The Constitution also stipulates that no one shall be required to receive religious instruction or attend services without their consent while serving in the armed forces, or while being detained in prison or in any correctional institution. The country's 850 member Defense Force supports one Catholic chaplain, but does not restrict the practice of other religions.

To help maintain religious harmony, the Constitution reserves the right of the Government to intervene in religious matters "for the purpose of protecting the rights and freedoms of other persons," including the right to observe and practice any religion "without the unsolicited intervention of members of any other religion."

Restrictions on Religious Freedom

Government policy and practice contributed to the generally free practice of religion.
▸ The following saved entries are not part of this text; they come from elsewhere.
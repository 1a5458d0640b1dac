use axum::http::StatusCode;
use axum::response::{IntoResponse, Response};
use licmon_core::error::CoreError;
use licmon_events::DispatchError;
use licmon_poller::{CycleError, SchedulerError, StoreError};
use serde_json::json;

/// Application-level error type for HTTP handlers.
///
/// Wraps the domain errors of the workspace crates and adds HTTP-specific
/// variants. Implements [`IntoResponse`] to produce consistent JSON error
/// responses of the form `{ "error": ..., "code": ... }`.
#[derive(Debug, thiserror::Error)]
pub enum AppError {
    #[error(transparent)]
    Core(#[from] CoreError),

    /// A poll cycle requested through the API failed.
    #[error(transparent)]
    Cycle(#[from] CycleError),

    #[error(transparent)]
    Scheduler(#[from] SchedulerError),

    /// A manual notification could not be delivered.
    #[error(transparent)]
    Dispatch(#[from] DispatchError),

    #[error(transparent)]
    Store(#[from] StoreError),

    /// A bad request with a human-readable message.
    #[error("Bad request: {0}")]
    BadRequest(String),
}

/// Convenience type alias for handler return values.
pub type AppResult<T> = Result<T, AppError>;

fn internal(error: &dyn std::fmt::Display) -> (StatusCode, &'static str, String) {
    tracing::error!(error = %error, "Internal error");
    (
        StatusCode::INTERNAL_SERVER_ERROR,
        "INTERNAL_ERROR",
        "An internal error occurred".to_string(),
    )
}

impl IntoResponse for AppError {
    fn into_response(self) -> Response {
        let (status, code, message) = match &self {
            // --- CoreError variants ---
            AppError::Core(core) => match core {
                CoreError::Validation(msg) => {
                    (StatusCode::BAD_REQUEST, "VALIDATION_ERROR", msg.clone())
                }
                CoreError::MalformedResponse(msg) => {
                    (StatusCode::BAD_GATEWAY, "CONTROLLER_ERROR", msg.clone())
                }
            },

            // --- Poll cycle ---
            AppError::Cycle(CycleError::NotConfigured) => (
                StatusCode::CONFLICT,
                "NOT_CONFIGURED",
                self.to_string(),
            ),
            AppError::Cycle(CycleError::Controller(e)) => {
                tracing::warn!(error = %e, "Controller request failed");
                (StatusCode::BAD_GATEWAY, "CONTROLLER_ERROR", e.to_string())
            }

            // --- Scheduler ---
            AppError::Scheduler(SchedulerError::Lock(e)) => internal(e),

            // --- Notifications ---
            AppError::Dispatch(DispatchError::ChannelDisabled(_)) => (
                StatusCode::BAD_REQUEST,
                "CHANNEL_DISABLED",
                self.to_string(),
            ),
            AppError::Dispatch(e) => (StatusCode::BAD_GATEWAY, "DELIVERY_FAILED", e.to_string()),

            // --- Storage ---
            AppError::Store(e) => internal(e),

            // --- HTTP-specific errors ---
            AppError::BadRequest(msg) => (StatusCode::BAD_REQUEST, "BAD_REQUEST", msg.clone()),
        };

        let body = json!({
            "error": message,
            "code": code,
        });

        (status, axum::Json(body)).into_response()
    }
}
Under the country's revised Immigration and Nationality Act, foreign religious workers are permitted to enter the country and proselytize; however, they must be registered and purchase a religious worker's permit. The yearly fee is modest. There is a steady stream of religious workers and missionaries from the United States. In addition to preaching, these visitors are involved in building and renovating schools and churches, providing free medical and dental care, and distributing donated food, clothing, and home fixtures.

There were no reports of religious prisoners or detainees.

Forced Religious Conversion

There were no reports of forced religious conversion, including of minor U. S. citizens who had been abducted or illegally removed from the United States, or of the refusal to allow such citizens to be returned to the United States.

Abuses by Terrorists

There were no reported abuses targeted at specific religions by terrorist organizations during the period covered by this report.

Section III. Societal Attitudes

The generally amicable relationship among religions in society contributed to religious freedom. Religious groups occasionally joined forces in ecumenical efforts to distribute goods to the needy, clean up neighborhoods, alert the public to the dangers of promiscuity, fight crime, protect children, and carry out similar endeavors. The Government also occasionally seeks input from a cross-section of the religious community in addressing these issues.

Section IV. U.S. Government Policy

The U.S. Government discusses religious freedom issues with the Government as part of its overall policy to promote human rights. The U.S. Embassy also discusses religious freedom with leaders of various religious groups.